*Problem description*:
Pull every line holding the word "self" out of the data and copy it.

*** Source records Section Begins ***

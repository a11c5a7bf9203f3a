// agent/src/sys/systemd.rs

use async_trait::async_trait;
use tokio::process::Command;
use tracing::debug;

use crate::sys::traits::ServiceManager;

pub struct LinuxSystemdManager;

impl LinuxSystemdManager {
    async fn systemctl(&self, action: &str, service_name: &str) -> Result<(), String> {
        let output = Command::new("systemctl")
            .args([action, service_name])
            .output()
            .await
            .map_err(|e| format!("systemctl spawn failed: {}", e))?;

        if !output.status.success() {
            let stderr = String::from_utf8_lossy(&output.stderr);
            return Err(format!("systemctl {} {} failed: {}", action, service_name, stderr.trim()));
        }
        Ok(())
    }
}

#[async_trait]
impl ServiceManager for LinuxSystemdManager {
    async fn start(&self, service_name: &str) -> Result<(), String> {
        self.systemctl("start", service_name).await
    }

    async fn stop(&self, service_name: &str) -> Result<(), String> {
        self.systemctl("stop", service_name).await
    }

    async fn is_active(&self, service_name: &str) -> bool {
        // `is-active --quiet` reports purely through the exit code.
        match Command::new("systemctl")
            .args(["is-active", "--quiet", service_name])
            .status()
            .await
        {
            Ok(status) => status.success(),
            Err(e) => {
                debug!(error = %e, "systemctl is-active could not be spawned");
                false
            }
        }
    }
}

*** Source records Section Ends ***

*Response*:
    async fn systemctl(&self, action: &str, service_name: &str) -> Result<(), String> {
    async fn start(&self, service_name: &str) -> Result<(), String> {
        self.systemctl("start", service_name).await
    async fn stop(&self, service_name: &str) -> Result<(), String> {
        self.systemctl("stop", service_name).await
    async fn is_active(&self, service_name: &str) -> bool {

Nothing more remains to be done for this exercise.